N. 10476/2002 REG.RIC.

N. 03337/2012REG.PROV.COLL.

N. 10476/2002 REG.RIC.

REPUBBLICA ITALIANA

IN NOME DEL POPOLO ITALIANO

Il Consiglio di Stato

in sede giurisdizionale (Sezione Quinta)

ha pronunciato la presente

SENTENZA

sul ricorso numero di registro generale 10476 del 2002, proposto da C R, rappresentato e difeso dall'avv. A N, con domicilio eletto presso Luigi Gardin in Roma, via Laura Mantegazza, 24;
Z C vedova C;
C Stefano erede di C R, C Elvio erede di C R, C Andrea erede di C R, rappresentati e difesi dall'avv. A N, con domicilio eletto presso lo studio legale Bdl in Roma, via Bocca di Leone, 78;

contro

il Comune di Castro, in persona del legale rappresentante “pro tempore”, n. c. ;

per la riforma

della sentenza del T.A.R. PUGLIA - SEZIONE STACCATA DI LECCE -SEZIONE I, n. 2326/2002, resa tra le parti, concernente RIFIUTO DI CONCESSIONE EDILIZIA -CONDONO EDILIZIO, di rigetto del ricorso proposto contro a) la nota 20 dicembre 2000 prot. n. 992 con la quale il responsabile del Settore Tecnico del Comune di Castro ha respinto l'istanza di condono edilizio presentata il 25 febbraio 1995 dal ricorrente allo scopo di ottenere la sanatoria di un immobile sito alla Via Vicinale del Canale, ritenendo superata la volumetria massima condonabile con riferimento al momento della domanda di condono;
b) l’ordinanza di demolizione n. 10 del 12.10.2001 e c) ogni altro atto presupposto, connesso e consequenziale compresi, ove occorra, il parere sfavorevole reso dalla Commissione edilizia comunale nella seduta del 30 novembre 2000 e le note interlocutorie a firma del Tecnico comunale del 12 febbraio 1998 e dell'11 dicembre 1998;
e per la condanna del Comune di Castro al risarcimento dei danni;


Visti il ricorso in appello e i relativi allegati;

Viste le memorie difensive;

Visti tutti gli atti della causa;

Relatore nell'udienza pubblica del 28 febbraio 2012 il cons. M B e udito per la parte appellante l’avv. Saverio Sticchi Damiani, per delega dell'avv. A N;

Ritenuto e considerato in fatto e diritto quanto segue.


FATTO e DIRITTO

1.- Il TAR Puglia –Lecce, con la sentenza in epigrafe, ha respinto il ricorso proposto dal signor Romeo C per l'annullamento dei provvedimenti e degli atti sopra specificati alle lettere da a) a c) .

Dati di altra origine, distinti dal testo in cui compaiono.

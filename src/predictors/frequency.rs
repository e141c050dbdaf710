use crate::DECAY;
use crate::N_MOVES;
use crate::Probability;
use crate::Utility;
use crate::game::Move;

/// Decaying per-move counter.
///
/// Every observation decays all buckets by [`DECAY`] and then adds one to the
/// observed move's bucket, same rule as [`super::Score`].
#[derive(Debug, Default, Clone, Copy, PartialEq)]
pub struct Frequency([Utility; N_MOVES]);

impl Frequency {
    pub fn observe(&mut self, m: Move) {
        self.decay();
        self.0[usize::from(m)] += 1.;
    }
    pub fn decay(&mut self) {
        self.0.iter_mut().for_each(|w| *w *= DECAY);
    }
    pub fn is_empty(&self) -> bool {
        self.0.iter().all(|&w| w == 0.)
    }
    pub fn weight(&self, m: Move) -> Utility {
        self.0[usize::from(m)]
    }
    pub fn weights(&self) -> [Probability; N_MOVES] {
        self.0
    }
    /// Heaviest move. Ties resolve to the lowest index, including the
    /// all-zero table, which yields Rock.
    pub fn mode(&self) -> Move {
        Move::all()
            .into_iter()
            .fold(Move::Rock, |best, m| match self.weight(m) > self.weight(best) {
                true => m,
                false => best,
            })
    }
}

/// Decaying 3x3 table of `previous move -> next move` counts.
#[derive(Debug, Default, Clone, Copy, PartialEq)]
pub struct Transitions([Frequency; N_MOVES]);

impl Transitions {
    /// Decays every cell, then credits `from -> to`.
    pub fn observe(&mut self, from: Move, to: Move) {
        self.decay();
        self.0[usize::from(from)].0[usize::from(to)] += 1.;
    }
    pub fn decay(&mut self) {
        self.0.iter_mut().for_each(Frequency::decay);
    }
    pub fn row(&self, from: Move) -> &Frequency {
        &self.0[usize::from(from)]
    }
}
use crate::Arbitrary;
use crate::game::Move;
use crate::gameroom::*;

/// Example opponent that throws uniformly at random.
/// Nothing can exploit it, so ensemble scores should hover near zero.
#[derive(Debug, Default)]
pub struct Fish;

impl Opponent for Fish {
    fn name(&self) -> String {
        String::from("Fish")
    }
    fn choose(&mut self) -> anyhow::Result<Option<Move>> {
        Ok(Some(Move::random()))
    }
}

Nel rigettare il ricorso il TAR ha giudicato infondata, in particolare, la censura centrale con la quale il ricorrente aveva affermato che ai fini del calcolo della volumetria massima sanabile occorreva avere riguardo alla consistenza del manufatto non alla data della domanda di condono (febbraio 1995), ma al momento successivo (nella specie, novembre 1997) della sistemazione e del completamento funzionali dell’opera.

Il TAR ha poi respinto anche le censure di violazione dell’art. 7 della l. n. 241/90 e di omessa individuazione dell’area che, nel caso di inottemperanza, deve formare oggetto di acquisizione gratuita ai sensi dell’art. 7, comma 3, della l. n. 47/85.

Le istanze cautelari presentate avanti al TAR e al Consiglio di Stato nel 2001 sono state respinte, rispettivamente, con le ordinanze nn. 597/01 e 3043/01.

Con ricorso ritualmente notificato e depositato il C ha proposto appello contestando le statuizioni e argomentazioni della sentenza e ribadendo, in particolare, che il computo della volumetria massima condonabile (750 mc.) andava operato non, come ha fatto il Comune, con riferimento alla condizione dell’opera abusivamente realizzata al momento della presentazione della domanda di sanatoria, ma avendo riguardo alla situazione del manufatto in seguito agli interventi di completamento funzionale del medesimo. Nella specie, in base agli elaborati grafici e alle relazioni tecniche prodotte al Comune nel novembre del 1997, in base, cioè, alla “sistemazione delle opere previste a completamento”, la cubatura dell’immobile era di circa 748 mc., inferiore quindi al limite dei 750 mc. imposto dall’art. 39 della l. n. 724 del 1994 sul condono edilizio.

Il C è deceduto e gli eredi hanno notificato atto di riassunzione del processo, che è stato deciso –senza che il Comune si fosse nel frattempo costituito- all’udienza del 28.2.2012.

2.-Il ricorso è maturo per essere deciso, sicché l'istanza di rinvio, formulata in attesa di conoscere l'esito della domanda di riesame della pratica di condono “medio tempore” presentata in Comune,

procedimento che non è presupposto di quelli in esame ma semmai consequenziale, va respinta, fermo restando che la pratica amministrativa di riesame della istanza di condono potrà comunque avere il suo corso.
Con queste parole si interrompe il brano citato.